• Pero sólo cuenta lo gastado en capitalización.
  • Omite los avales y los apoyos contingentes (recompra de activos a precios mínimos y EPA), las pérdidas de los preferentistas en los canjes impuestos por el FROB y los resultados de la SAREB.
  • Y eso sin hablar del coste encubierto que supone el encarecimiento de la prima de riesgo y el ingente volumen de deuda pública en circulación.
  • Al final, el salvamento bancario le costará más de 100.000 millones de euros a los contribuyentes. Eso si todo va según lo previsto.
  • Restoy admite que las entidades muestran una capacidad de absorción de "pérdidas esperadas incluso en escenarios bastante adversos".
  • Traducción: si las pérdidas superan a las esperadas, las cosas podrían no ser como nos gustaría que fueran.
  • El presidente del FROB reconoce que no existió rigor contable durante la crisis.
  • Y admite por primera vez que no se devolverán todas las ayudas públicas otorgadas a NCG Banco.

Este miércoles cuatro de diciembre compareció el presidente de la Comisión Rectora del FROB, Fernando Restoy (en la imagen), ante la Comisión de Economía y Competitividad del Senado. Se despachó con quince páginas de ese pensamiento económico autosatisfecho de nuestras autoridades, que nunca son responsables de nada, porque los fallos son de un mercado, el financiero, que insisten que es libre a pesar de ser el más regulado, supervisado y apoyado financieramente pero al que falta, según esas mismas autoridades, aún más regulación y supervisión. Dicho de otro modo, lo que falla es porque no está suficientemente controlado o eso es, al menos, lo que piensan las autoridades.

Nada relevante en la comparecencia: una descripción de la actuación del FROB en sus cuatro años y medio de existencia, salvo algún dato relevante. Las ayudas han ascendido a 61.366 millones de euros en forma de financiación directa, vía capital o deuda, a las entidades. No se cuantifica, sólo se cita, el otorgamiento de avales y apoyos contingentes (recompras de activos a precios mínimos a las entidades, si hiciera falta a través de los famosos Esquemas de Protección de Activos (EPA).

Tampoco se cuantifican las pérdidas que se ha obligado a asumir a los tenedores de instrumentos híbridos (deuda subordinada y preferentes) en los canjes que el FROB les ha impuesto por nuevos títulos, ni de los resultados de la SAREB, que ha adquirido a las entidades, porque era el mejor comprador, 50.781 millones de euros en inmuebles y créditos dañados. La SAREB no se considera sector público por un artificio que ningún auditor admitiría (porque el Estado controla la SAREB aunque no tenga la mayoría del capital) y, por tanto, sus ayudas no se consideran públicas.
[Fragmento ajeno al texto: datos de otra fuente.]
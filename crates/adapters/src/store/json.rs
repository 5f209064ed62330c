// SPDX-License-Identifier: BUSL-1.1
// Copyright (c) 2026 Alfred Jean LLC

//! JSON file-backed stats store

use super::{FarmStats, StatsStore, StoreError};
use async_trait::async_trait;
use df_core::FarmId;
use std::collections::BTreeMap;
use std::fs;
use std::path::{Path, PathBuf};
use std::sync::{Arc, Mutex};

/// Stats for every farm in one JSON document
///
/// The file is read once on open and rewritten on every save through a
/// temporary file and rename.
#[derive(Clone)]
pub struct JsonStatsStore {
    path: PathBuf,
    stats: Arc<Mutex<BTreeMap<FarmId, FarmStats>>>,
}

impl JsonStatsStore {
    /// Open a store at `path`, creating parent directories as needed
    pub fn open(path: impl Into<PathBuf>) -> Result<Self, StoreError> {
        let path = path.into();
        if let Some(parent) = path.parent() {
            fs::create_dir_all(parent)?;
        }
        let stats = if path.exists() {
            let json = fs::read_to_string(&path)?;
            if json.trim().is_empty() {
                BTreeMap::new()
            } else {
                serde_json::from_str(&json)?
            }
        } else {
            BTreeMap::new()
        };
        Ok(Self {
            path,
            stats: Arc::new(Mutex::new(stats)),
        })
    }

    pub fn path(&self) -> &Path {
        &self.path
    }

    fn write(&self, stats: &BTreeMap<FarmId, FarmStats>) -> Result<(), StoreError> {
        let json = serde_json::to_string_pretty(stats)?;
        let tmp = self.path.with_extension("json.tmp");
        fs::write(&tmp, json)?;
        fs::rename(&tmp, &self.path)?;
        Ok(())
    }
}

#[async_trait]
impl StatsStore for JsonStatsStore {
    async fn load(&self, id: &FarmId) -> Result<Option<FarmStats>, StoreError> {
        Ok(self
            .stats
            .lock()
            .unwrap_or_else(|e| e.into_inner())
            .get(id)
            .cloned())
    }

    async fn save(&self, id: &FarmId, stats: &FarmStats) -> Result<(), StoreError> {
        let mut all = self.stats.lock().unwrap_or_else(|e| e.into_inner());
        all.insert(id.clone(), stats.clone());
        self.write(&all)
    }

    async fn remove(&self, id: &FarmId) -> Result<(), StoreError> {
        let mut all = self.stats.lock().unwrap_or_else(|e| e.into_inner());
        if all.remove(id).is_some() {
            self.write(&all)?;
        }
        Ok(())
    }
}

#[cfg(test)]
#[path = "json_tests.rs"]
mod tests;
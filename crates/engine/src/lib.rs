// SPDX-License-Identifier: BUSL-1.1
// Copyright (c) 2026 Alfred Jean LLC

// Allow panic!/unwrap/expect in test code
#![cfg_attr(test, allow(clippy::panic))]
#![cfg_attr(test, allow(clippy::unwrap_used))]
#![cfg_attr(test, allow(clippy::expect_used))]

//! Farm engine runtime
//!
//! Wires the pure farm state machines from `df-core` to the adapters:
//! a keyed scheduler fires check ticks, a bounded priority queue runs
//! check cycles, and the executor applies every effect a transition
//! returns.

mod clock;
mod cycle;
mod error;
mod events;
mod executor;
mod pool;
mod queue;
mod registry;
mod runtime;
mod scheduler;

pub use clock::TokioClock;
pub use error::RuntimeError;
pub use events::EventBus;
pub use executor::{Executor, RestartHook};
pub use queue::{Job, WorkQueue};
pub use registry::{FarmCell, FarmRegistry};
pub use runtime::{Runtime, RuntimeDeps};
pub use scheduler::{Scheduler, TickCallback, TokioScheduler};
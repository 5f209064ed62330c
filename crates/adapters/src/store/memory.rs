// SPDX-License-Identifier: BUSL-1.1
// Copyright (c) 2026 Alfred Jean LLC

//! In-memory stats store

use super::{FarmStats, StatsStore, StoreError};
use async_trait::async_trait;
use df_core::FarmId;
use std::collections::HashMap;
use std::sync::atomic::{AtomicBool, Ordering};
use std::sync::{Arc, Mutex};

/// Stats store that keeps everything in memory
#[derive(Clone, Default)]
pub struct MemoryStatsStore {
    stats: Arc<Mutex<HashMap<FarmId, FarmStats>>>,
    saves: Arc<Mutex<u64>>,
    yield_on_save: Arc<AtomicBool>,
}

impl MemoryStatsStore {
    pub fn new() -> Self {
        Self::default()
    }

    /// Seed stats as if loaded from a previous run
    pub fn insert(&self, id: impl Into<FarmId>, stats: FarmStats) {
        self.stats
            .lock()
            .unwrap_or_else(|e| e.into_inner())
            .insert(id.into(), stats);
    }

    pub fn get(&self, id: &FarmId) -> Option<FarmStats> {
        self.stats
            .lock()
            .unwrap_or_else(|e| e.into_inner())
            .get(id)
            .cloned()
    }

    /// Yield to the scheduler inside `save`, like a store doing file I/O
    pub fn yield_on_save(&self) {
        self.yield_on_save.store(true, Ordering::SeqCst);
    }

    /// Number of `save` calls so far
    pub fn save_count(&self) -> u64 {
        *self.saves.lock().unwrap_or_else(|e| e.into_inner())
    }
}

#[async_trait]
impl StatsStore for MemoryStatsStore {
    async fn load(&self, id: &FarmId) -> Result<Option<FarmStats>, StoreError> {
        Ok(self.get(id))
    }

    async fn save(&self, id: &FarmId, stats: &FarmStats) -> Result<(), StoreError> {
        *self.saves.lock().unwrap_or_else(|e| e.into_inner()) += 1;
        self.insert(id.clone(), stats.clone());
        if self.yield_on_save.load(Ordering::SeqCst) {
            tokio::task::yield_now().await;
        }
        Ok(())
    }

    async fn remove(&self, id: &FarmId) -> Result<(), StoreError> {
        self.stats
            .lock()
            .unwrap_or_else(|e| e.into_inner())
            .remove(id);
        Ok(())
    }
}
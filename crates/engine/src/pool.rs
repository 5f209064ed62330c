// SPDX-License-Identifier: BUSL-1.1
// Copyright (c) 2026 Alfred Jean LLC

//! Per-farm session pool handed to site adapters during a cycle
//!
//! Every session the pool opens is recorded on the farm through its state
//! machine, tagged with the cycle's epoch. When the cycle has been
//! superseded by a disable or restart, the farm refuses the handle (and
//! closes it) and the pool reports [`SiteError::Superseded`]. A handle the
//! host closed before or while it was recorded is a step failure
//! ([`HostError::NotFound`]) of a cycle that is still current.

use crate::error::RuntimeError;
use crate::executor::Executor;
use async_trait::async_trait;
use df_adapters::{HostError, SessionHost, SiteError, SiteSessions, StatsStore};
use df_core::{ActivitySession, Clock, Farm, FarmEvent, FarmId, HandleId};
use std::sync::Arc;

pub(crate) struct SessionPool<H, S, C> {
    exec: Arc<Executor<H, S, C>>,
    farm_id: FarmId,
    url: String,
    epoch: u64,
}

fn superseded(e: RuntimeError) -> SiteError {
    tracing::debug!(error = %e, "farm removed during cycle");
    SiteError::Superseded
}

impl<H, S, C> SessionPool<H, S, C>
where
    H: SessionHost,
    S: StatsStore,
    C: Clock,
{
    pub(crate) fn new(exec: Arc<Executor<H, S, C>>, farm: &Farm, epoch: u64) -> Self {
        Self {
            exec,
            farm_id: farm.id.clone(),
            url: farm.url.clone(),
            epoch,
        }
    }

    /// The farm, if the cycle that owns this pool is still current
    pub(crate) fn current(&self) -> Result<Farm, SiteError> {
        let farm = self.exec.farm(&self.farm_id).map_err(superseded)?;
        if farm.is_current(self.epoch) {
            Ok(farm)
        } else {
            Err(SiteError::Superseded)
        }
    }

    /// Reuse the farm's checker or open a new hidden one
    pub(crate) async fn open_checker(&mut self) -> Result<HandleId, SiteError> {
        if let Some(handle) = self.current()?.sessions.checker {
            return Ok(handle);
        }
        let handle = self.exec.host.create(&self.url, false).await?;
        let farm = self
            .exec
            .feed(
                &self.farm_id,
                FarmEvent::CheckerOpened {
                    epoch: self.epoch,
                    handle: handle.clone(),
                },
            )
            .await
            .map_err(superseded)?;
        self.recorded(farm, &handle).await?;
        Ok(handle)
    }

    /// Confirm `handle` is still held by the farm after recording it
    async fn recorded(&self, farm: Farm, handle: &HandleId) -> Result<(), SiteError> {
        let farm = if self.exec.take_early_close(handle) {
            tracing::info!(farm = %self.farm_id, %handle, "session closed before it was recorded");
            self.exec
                .feed(
                    &self.farm_id,
                    FarmEvent::SessionClosed {
                        handle: handle.clone(),
                    },
                )
                .await
                .map_err(superseded)?
        } else {
            farm
        };
        if !farm.is_current(self.epoch) {
            return Err(SiteError::Superseded);
        }
        if farm.sessions.role_of(handle).is_none() {
            return Err(HostError::NotFound(handle.clone()).into());
        }
        Ok(())
    }
}

#[async_trait]
impl<H, S, C> SiteSessions for SessionPool<H, S, C>
where
    H: SessionHost,
    S: StatsStore,
    C: Clock,
{
    fn farm_id(&self) -> &FarmId {
        &self.farm_id
    }

    fn url(&self) -> &str {
        &self.url
    }

    fn checker(&self) -> Option<HandleId> {
        self.exec
            .farm(&self.farm_id)
            .ok()
            .and_then(|farm| farm.sessions.checker)
    }

    fn activity(&self) -> Vec<ActivitySession> {
        self.exec
            .farm(&self.farm_id)
            .map(|farm| farm.sessions.activity)
            .unwrap_or_default()
    }

    async fn open_activity(&mut self, url: &str) -> Result<HandleId, SiteError> {
        self.current()?;
        let handle = self.exec.host.create(url, false).await?;
        let farm = self
            .exec
            .feed(
                &self.farm_id,
                FarmEvent::ActivityOpened {
                    epoch: self.epoch,
                    handle: handle.clone(),
                    url: url.to_string(),
                },
            )
            .await
            .map_err(superseded)?;
        self.recorded(farm, &handle).await?;
        tracing::info!(farm = %self.farm_id, %handle, url, "activity session opened");
        Ok(handle)
    }

    async fn close_activity(&mut self, handle: &HandleId) -> Result<(), SiteError> {
        self.exec
            .feed(
                &self.farm_id,
                FarmEvent::CloseSession {
                    handle: handle.clone(),
                },
            )
            .await
            .map_err(superseded)?;
        tracing::info!(farm = %self.farm_id, %handle, "activity session closed");
        Ok(())
    }

    async fn show(&mut self, handle: &HandleId) -> Result<(), SiteError> {
        self.exec.host.show(handle).await?;
        Ok(())
    }

    async fn hide(&mut self, handle: &HandleId) -> Result<(), SiteError> {
        self.exec.host.hide(handle).await?;
        Ok(())
    }
}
Al margen de estos tres grandes apoyos (financiación directa, canje de híbridos y compra de activos) está el coste encubierto en el que siempre hemos insistido en Hispanidad: ¿A cuánto asciende el encarecimiento de la prima de riesgo y por cuánto tiempo del ingente volumen de deuda pública en circulación

Al final, tal y como hemos contado en estas mismas pantallas, el salvamento bancario le va salir muy caro a los contribuyentes. Va a superar con creces los 100.000 millones de euros. Eso si todo va según lo previsto.

Sin embargo, la autosatisfacción comienza a ser menos evidente que en etapas anteriores. Es posible que hayan aprendido la lección de estos últimos años y se reconocen algunos problemas: la fragmentación del mercado financiero europeo, algo que se pretendió solucionar con la adopción del euro y de una regulación financiera común; el más que posible crecimiento de la tasa de morosidad en los próximos meses y, lo que es más relevante, que las entidades muestran una capacidad de absorción de "pérdidas esperadas incluso en escenarios bastante adversos", que es tanto cómo reconocer, con ese lenguaje técnico que permite eludir los errores, que si las pérdidas superan a las esperadas, las cosas podrían no ser como nos gustaría que fueran. El error, como siempre, está en la supuesta omnisciencia del Estado como planificador económico.

Por otra parte, sobre la nacionalizada Novagalicia Banco (NCG), Restoy admite, por primera vez, que "no se prevé la devolución completa de las ayudas recibidas". Ya lo sabíamos. Al menos lo ha reconocido.

Para acabar, una cita triste. Restoy afirma que las entidades "deben emplearse en el mantenimiento del rigor en el reflejo contable de la evolución de la calidad de los activos". Vamos: el reconocimiento de que ese rigor, el contable, no existió durante la crisis. La pregunta es: ¿Las cuentas estaban falseadas o ¿es que el nuevo paradigma contable, el de la normativa internacional adoptada en 2005, no permite ese rigor Piénselo bien, señor Restoy, no es una pregunta de profesor de contabilidad.  Es una depuración, al menos moral, de responsabilidades: auditores o autoridades. O los dos.